East County Wednesday, Dec. 26, 2012 5 years ago

Going the distance

by: Josh Siegel Staff Writer

LAKEWOOD RANCH — On their third date, Jerry Pujol lost a race against his future wife, Carolyn.

Pujol showed Carolyn his freshly decorated condo, and, afterward, she told him she was going to run the 8-mile trek back to her home.

“He thought I was completely insane,” Carolyn says.

Pujol was worried about Carolyn finding her way home, so he decided to run the first mile with her.

But, instead of running, he did a lot of coughing. The then 50-something former chain smoker put the brakes on his body and told Carolyn to wait for him when she reached the corner.

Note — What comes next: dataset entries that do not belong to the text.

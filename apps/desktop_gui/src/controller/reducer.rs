//! Event list controller: view state machine, filter state, and the commands each transition issues.

use std::{collections::BTreeSet, path::PathBuf};

use chrono::NaiveDateTime;
use shared::{
    domain::{Event, EventField, EventId},
    filter::{apply_filters, FilterCriteria},
};

use crate::{
    backend_bridge::commands::{BackendCommand, FetchTicket, SubmitTicket},
    controller::events::{UiError, UiErrorContext, UiEvent},
    forms::EventForm,
};

#[derive(Debug, Clone)]
pub enum ViewState {
    Listing,
    Creating(EventForm),
    Editing { target: Event, form: EventForm },
}

impl ViewState {
    pub fn name(&self) -> &'static str {
        match self {
            ViewState::Listing => "listing",
            ViewState::Creating(_) => "creating",
            ViewState::Editing { .. } => "editing",
        }
    }
}

#[derive(Debug, Clone, PartialEq, Eq)]
pub enum UiAction {
    Mount,
    Create,
    Edit(Event),
    Cancel,
    Submit,
    Delete(EventId),
    EditField { field: EventField, value: String },
    StageImage(PathBuf),
    SetLocationFilter(String),
    SetCategoryFilter(String),
    SetInstantFilter(Option<NaiveDateTime>),
    ClearFilters,
    RetryFetch,
    DismissNotice,
}

#[derive(Debug, Clone, Copy, PartialEq, Eq)]
pub enum NoticeKind {
    Success,
    Error,
}

#[derive(Debug, Clone, PartialEq, Eq)]
pub struct Notice {
    pub kind: NoticeKind,
    pub message: String,
}

impl Notice {
    fn success(message: impl Into<String>) -> Self {
        Self {
            kind: NoticeKind::Success,
            message: message.into(),
        }
    }

    fn error(message: impl Into<String>) -> Self {
        Self {
            kind: NoticeKind::Error,
            message: message.into(),
        }
    }
}

/// Owns the fetched snapshot, the active filters and the current view.
///
/// Only [`EventListController::apply`] and [`EventListController::handle_event`]
/// mutate it; both return the backend commands the transition requires.
#[derive(Debug)]
pub struct EventListController {
    view: ViewState,
    events: Vec<Event>,
    criteria: FilterCriteria,
    next_ticket: u64,
    next_submission: u64,
    latest_applied: Option<FetchTicket>,
    in_flight: BTreeSet<FetchTicket>,
    list_error: Option<UiError>,
    notice: Option<Notice>,
}

impl Default for EventListController {
    fn default() -> Self {
        Self::new()
    }
}

impl EventListController {
    pub fn new() -> Self {
        Self {
            view: ViewState::Listing,
            events: Vec::new(),
            criteria: FilterCriteria::default(),
            next_ticket: 0,
            next_submission: 0,
            latest_applied: None,
            in_flight: BTreeSet::new(),
            list_error: None,
            notice: None,
        }
    }

    pub fn view(&self) -> &ViewState {
        &self.view
    }

    pub fn form(&self) -> Option<&EventForm> {
        match &self.view {
            ViewState::Listing => None,
            ViewState::Creating(form) | ViewState::Editing { form, .. } => Some(form),
        }
    }

    fn form_mut(&mut self) -> Option<&mut EventForm> {
        match &mut self.view {
            ViewState::Listing => None,
            ViewState::Creating(form) | ViewState::Editing { form, .. } => Some(form),
        }
    }

    pub fn events(&self) -> &[Event] {
        &self.events
    }

    pub fn visible_events(&self) -> Vec<Event> {
        apply_filters(&self.events, &self.criteria)
    }

    pub fn criteria(&self) -> &FilterCriteria {
        &self.criteria
    }

    pub fn is_loading(&self) -> bool {
        !self.in_flight.is_empty()
    }

    pub fn list_error(&self) -> Option<&UiError> {
        self.list_error.as_ref()
    }

    pub fn notice(&self) -> Option<&Notice> {
        self.notice.as_ref()
    }

    /// Drops everything tied to the signed-in session. Responses to
    /// requests issued before the reset are ignored when they arrive.
    pub fn reset(&mut self) {
        let latest_applied = Some(FetchTicket(self.next_ticket));
        *self = Self {
            next_ticket: self.next_ticket,
            next_submission: self.next_submission,
            latest_applied,
            ..Self::new()
        };
    }

    fn fetch(&mut self) -> BackendCommand {
        self.next_ticket += 1;
        let ticket = FetchTicket(self.next_ticket);
        self.in_flight.insert(ticket);
        self.list_error = None;
        BackendCommand::FetchEvents { ticket }
    }

    fn return_to_listing(&mut self) -> Vec<BackendCommand> {
        self.view = ViewState::Listing;
        vec![self.fetch()]
    }

    pub fn apply(&mut self, action: UiAction) -> Vec<BackendCommand> {
        tracing::debug!(view = self.view.name(), ?action, "controller: action");
        match action {
            UiAction::Mount => vec![self.fetch()],
            UiAction::RetryFetch => {
                if self.list_error.is_some() {
                    vec![self.fetch()]
                } else {
                    Vec::new()
                }
            }
            UiAction::Create => {
                if matches!(self.view, ViewState::Listing) {
                    self.notice = None;
                    self.view = ViewState::Creating(EventForm::create());
                }
                Vec::new()
            }
            UiAction::Edit(target) => {
                if matches!(self.view, ViewState::Listing) {
                    self.notice = None;
                    let form = EventForm::update(&target);
                    self.view = ViewState::Editing { target, form };
                }
                Vec::new()
            }
            UiAction::Cancel => match self.view {
                ViewState::Listing => Vec::new(),
                ViewState::Creating(_) | ViewState::Editing { .. } => self.return_to_listing(),
            },
            UiAction::Submit => self.submit(),
            UiAction::Delete(id) => {
                if matches!(self.view, ViewState::Listing) {
                    self.notice = None;
                    vec![BackendCommand::DeleteEvent { id }]
                } else {
                    Vec::new()
                }
            }
            UiAction::EditField { field, value } => {
                if let Some(form) = self.form_mut() {
                    let _ = form.set_field(field, value);
                }
                Vec::new()
            }
            UiAction::StageImage(path) => {
                if let Some(form) = self.form_mut() {
                    form.stage_image_file(&path);
                }
                Vec::new()
            }
            UiAction::SetLocationFilter(location) => {
                self.criteria.location = location;
                Vec::new()
            }
            UiAction::SetCategoryFilter(category) => {
                self.criteria.category = category;
                Vec::new()
            }
            UiAction::SetInstantFilter(instant) => {
                self.criteria.instant = instant;
                Vec::new()
            }
            UiAction::ClearFilters => {
                self.criteria = FilterCriteria::default();
                Vec::new()
            }
            UiAction::DismissNotice => {
                self.notice = None;
                Vec::new()
            }
        }
    }

    fn submit(&mut self) -> Vec<BackendCommand> {
        let submission = SubmitTicket(self.next_submission + 1);
        let cmd = match &mut self.view {
            ViewState::Listing => None,
            ViewState::Creating(form) => form.submit(submission).ok().map(|payload| {
                BackendCommand::CreateEvent {
                    submission,
                    fields: payload.fields,
                    image: payload.image,
                }
            }),
            ViewState::Editing { target, form } => {
                form.submit(submission).ok().map(|payload| BackendCommand::UpdateEvent {
                    submission,
                    target: target.clone(),
                    fields: payload.fields,
                    image: payload.image,
                })
            }
        };
        if cmd.is_some() {
            self.next_submission = submission.0;
        }
        cmd.into_iter().collect()
    }

    fn awaiting_form(&mut self, submission: SubmitTicket) -> Option<&mut EventForm> {
        self.form_mut().filter(|form| form.awaits(submission))
    }

    pub fn handle_event(&mut self, event: UiEvent) -> Vec<BackendCommand> {
        match event {
            UiEvent::Info(_) | UiEvent::ImageLoaded { .. } | UiEvent::ImageLoadFailed { .. } => {
                Vec::new()
            }
            UiEvent::EventsLoaded { ticket, events } => {
                if self.accept_fetch_result(ticket) {
                    tracing::debug!(ticket = ticket.0, count = events.len(), "controller: snapshot applied");
                    self.events = events;
                    self.list_error = None;
                }
                Vec::new()
            }
            UiEvent::EventsLoadFailed { ticket, error } => {
                if self.accept_fetch_result(ticket) {
                    self.list_error = Some(error);
                }
                Vec::new()
            }
            UiEvent::EventCreated { submission } => {
                self.finish_submission(submission, "Event created successfully")
            }
            UiEvent::EventUpdated { submission, id } => {
                tracing::debug!(event_id = id.0, "controller: update confirmed");
                self.finish_submission(submission, "Event updated successfully")
            }
            UiEvent::SubmitFailed { submission, error } => {
                if let Some(form) = self.awaiting_form(submission) {
                    form.fail(error.message());
                } else {
                    self.notice = Some(Notice::error(error.display()));
                }
                Vec::new()
            }
            UiEvent::EventDeleted { .. } => {
                self.notice = Some(Notice::success("Event deleted successfully"));
                vec![self.fetch()]
            }
            UiEvent::Error(error) => {
                self.handle_error(error);
                Vec::new()
            }
        }
    }

    /// A create/update succeeded. The form that sent it returns to the list;
    /// if that form is already gone the list is still refreshed.
    fn finish_submission(
        &mut self,
        submission: SubmitTicket,
        message: &str,
    ) -> Vec<BackendCommand> {
        self.notice = Some(Notice::success(message));
        if let Some(form) = self.awaiting_form(submission) {
            form.reset();
            self.view = ViewState::Listing;
        }
        vec![self.fetch()]
    }

    fn handle_error(&mut self, error: UiError) {
        match error.context() {
            UiErrorContext::FetchEvents => self.list_error = Some(error),
            _ => self.notice = Some(Notice::error(error.display())),
        }
    }

    fn accept_fetch_result(&mut self, ticket: FetchTicket) -> bool {
        self.in_flight.remove(&ticket);
        if self.latest_applied.is_some_and(|latest| ticket <= latest) {
            tracing::debug!(ticket = ticket.0, "controller: dropping stale fetch result");
            return false;
        }
        self.latest_applied = Some(ticket);
        true
    }
}

#[cfg(test)]
#[path = "tests/reducer_tests.rs"]
mod tests;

After years of keeping notes about why he could only run a short distance and why he couldn’t breath well, Carolyn helped to turn Pujol into a marathon runner.

“She is the woman behind the man,” Pujol says.

Pujol ran the New York Marathon — twice — first in 1986 and then again the following year. He’s competed in several 10Ks and half-marathons.

Although he no longer runs marathons, running is still a part of Pujol’s life. And Dec. 8, the 80-year-old Lakewood Ranch resident qualified for the 2013 National Senior Games, in Cleveland, after he finished first in the 80-to-84 age group 5K, at the Senior Games State Championships, in Lakeland.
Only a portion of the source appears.